Stored items:
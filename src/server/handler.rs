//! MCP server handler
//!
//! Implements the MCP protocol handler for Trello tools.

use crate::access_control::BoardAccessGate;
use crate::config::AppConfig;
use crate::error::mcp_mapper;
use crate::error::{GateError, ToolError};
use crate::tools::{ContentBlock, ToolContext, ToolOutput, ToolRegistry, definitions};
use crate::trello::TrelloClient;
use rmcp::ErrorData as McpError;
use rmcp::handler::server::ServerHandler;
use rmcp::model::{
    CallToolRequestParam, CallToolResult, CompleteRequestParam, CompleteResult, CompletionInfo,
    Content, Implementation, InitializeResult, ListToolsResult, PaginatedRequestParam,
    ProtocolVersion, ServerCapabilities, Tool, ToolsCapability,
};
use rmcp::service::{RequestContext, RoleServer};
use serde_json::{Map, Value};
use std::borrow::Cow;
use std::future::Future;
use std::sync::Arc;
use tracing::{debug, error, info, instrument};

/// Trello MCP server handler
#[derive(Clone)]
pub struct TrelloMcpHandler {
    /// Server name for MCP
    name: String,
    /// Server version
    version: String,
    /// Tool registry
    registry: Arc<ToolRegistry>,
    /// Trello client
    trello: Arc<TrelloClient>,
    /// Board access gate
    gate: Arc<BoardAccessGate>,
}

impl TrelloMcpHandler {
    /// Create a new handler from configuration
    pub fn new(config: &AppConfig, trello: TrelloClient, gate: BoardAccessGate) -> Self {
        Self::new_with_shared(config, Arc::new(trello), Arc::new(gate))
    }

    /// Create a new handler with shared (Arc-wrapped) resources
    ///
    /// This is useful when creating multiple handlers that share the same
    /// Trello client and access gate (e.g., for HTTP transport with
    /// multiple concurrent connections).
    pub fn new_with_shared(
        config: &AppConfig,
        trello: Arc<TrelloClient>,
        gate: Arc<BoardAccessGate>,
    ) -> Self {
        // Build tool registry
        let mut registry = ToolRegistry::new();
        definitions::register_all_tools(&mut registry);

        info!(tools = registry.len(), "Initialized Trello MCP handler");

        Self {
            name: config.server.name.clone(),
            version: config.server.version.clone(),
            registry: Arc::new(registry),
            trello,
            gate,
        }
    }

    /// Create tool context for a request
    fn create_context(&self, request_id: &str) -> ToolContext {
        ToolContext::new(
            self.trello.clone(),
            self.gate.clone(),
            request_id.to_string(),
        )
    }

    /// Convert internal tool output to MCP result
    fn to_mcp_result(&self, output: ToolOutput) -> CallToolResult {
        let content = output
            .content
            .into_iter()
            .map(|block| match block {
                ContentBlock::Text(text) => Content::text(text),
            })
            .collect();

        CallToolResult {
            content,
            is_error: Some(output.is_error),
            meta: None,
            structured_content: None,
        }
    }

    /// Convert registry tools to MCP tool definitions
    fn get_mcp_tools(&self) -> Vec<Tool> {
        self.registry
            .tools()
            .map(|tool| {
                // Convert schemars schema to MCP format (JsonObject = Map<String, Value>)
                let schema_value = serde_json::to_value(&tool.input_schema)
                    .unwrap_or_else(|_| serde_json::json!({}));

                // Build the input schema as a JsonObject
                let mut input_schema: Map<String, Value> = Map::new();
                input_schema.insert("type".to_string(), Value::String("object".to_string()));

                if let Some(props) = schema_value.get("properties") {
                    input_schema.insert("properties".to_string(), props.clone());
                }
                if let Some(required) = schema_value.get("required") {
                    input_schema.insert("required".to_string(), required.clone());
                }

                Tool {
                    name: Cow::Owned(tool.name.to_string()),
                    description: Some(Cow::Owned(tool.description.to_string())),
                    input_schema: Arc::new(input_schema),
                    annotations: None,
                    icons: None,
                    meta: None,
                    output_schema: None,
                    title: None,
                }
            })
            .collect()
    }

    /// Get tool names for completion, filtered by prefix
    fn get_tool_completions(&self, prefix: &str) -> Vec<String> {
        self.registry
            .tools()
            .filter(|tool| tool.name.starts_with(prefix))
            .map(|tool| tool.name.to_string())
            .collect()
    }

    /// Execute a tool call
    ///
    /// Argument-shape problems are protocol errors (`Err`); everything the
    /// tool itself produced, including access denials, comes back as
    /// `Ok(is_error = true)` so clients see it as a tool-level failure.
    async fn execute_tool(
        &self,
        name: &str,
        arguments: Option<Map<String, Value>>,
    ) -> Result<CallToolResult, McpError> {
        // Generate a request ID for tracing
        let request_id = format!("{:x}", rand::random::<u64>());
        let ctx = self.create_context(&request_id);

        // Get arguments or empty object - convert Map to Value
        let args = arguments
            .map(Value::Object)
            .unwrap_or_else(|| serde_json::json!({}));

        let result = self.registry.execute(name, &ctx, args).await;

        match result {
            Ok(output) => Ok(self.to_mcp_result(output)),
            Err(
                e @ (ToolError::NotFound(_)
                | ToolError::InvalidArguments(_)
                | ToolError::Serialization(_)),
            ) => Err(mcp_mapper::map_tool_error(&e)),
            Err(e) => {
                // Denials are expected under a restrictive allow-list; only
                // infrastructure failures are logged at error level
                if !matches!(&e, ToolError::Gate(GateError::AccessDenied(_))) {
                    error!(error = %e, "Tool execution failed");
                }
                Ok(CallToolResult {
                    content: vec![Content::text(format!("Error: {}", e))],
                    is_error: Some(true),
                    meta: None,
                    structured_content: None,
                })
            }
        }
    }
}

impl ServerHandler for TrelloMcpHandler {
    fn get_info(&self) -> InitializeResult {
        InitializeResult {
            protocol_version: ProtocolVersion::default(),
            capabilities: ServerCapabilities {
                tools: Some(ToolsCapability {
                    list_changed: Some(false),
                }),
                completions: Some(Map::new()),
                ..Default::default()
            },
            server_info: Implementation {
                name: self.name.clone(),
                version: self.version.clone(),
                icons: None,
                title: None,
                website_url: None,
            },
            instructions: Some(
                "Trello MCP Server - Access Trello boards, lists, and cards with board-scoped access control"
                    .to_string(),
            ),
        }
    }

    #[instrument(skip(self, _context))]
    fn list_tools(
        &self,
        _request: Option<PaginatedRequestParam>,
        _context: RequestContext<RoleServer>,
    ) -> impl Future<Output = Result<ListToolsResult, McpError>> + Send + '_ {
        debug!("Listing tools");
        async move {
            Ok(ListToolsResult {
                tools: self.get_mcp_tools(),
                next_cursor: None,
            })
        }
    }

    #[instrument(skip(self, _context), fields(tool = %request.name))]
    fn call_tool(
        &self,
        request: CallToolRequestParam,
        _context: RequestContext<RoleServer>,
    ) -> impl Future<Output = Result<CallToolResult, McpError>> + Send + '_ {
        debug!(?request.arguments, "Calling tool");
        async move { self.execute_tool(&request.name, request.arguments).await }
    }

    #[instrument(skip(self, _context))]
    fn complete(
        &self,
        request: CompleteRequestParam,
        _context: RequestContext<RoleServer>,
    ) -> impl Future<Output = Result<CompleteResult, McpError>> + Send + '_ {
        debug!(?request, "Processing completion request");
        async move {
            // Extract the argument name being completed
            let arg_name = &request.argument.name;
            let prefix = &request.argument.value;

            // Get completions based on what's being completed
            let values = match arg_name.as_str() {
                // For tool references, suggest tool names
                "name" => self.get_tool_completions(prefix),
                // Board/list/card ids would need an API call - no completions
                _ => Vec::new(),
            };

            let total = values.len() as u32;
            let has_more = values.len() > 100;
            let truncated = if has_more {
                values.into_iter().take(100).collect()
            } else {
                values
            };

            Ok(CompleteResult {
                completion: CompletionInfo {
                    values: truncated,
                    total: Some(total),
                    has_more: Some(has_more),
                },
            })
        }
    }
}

> Work instructions
Only lines with the word "PaginatedRequestParam" go in the answer. Take them all from the entries above.

> Expected answer
    Content, Implementation, InitializeResult, ListToolsResult, PaginatedRequestParam,
        _request: Option<PaginatedRequestParam>,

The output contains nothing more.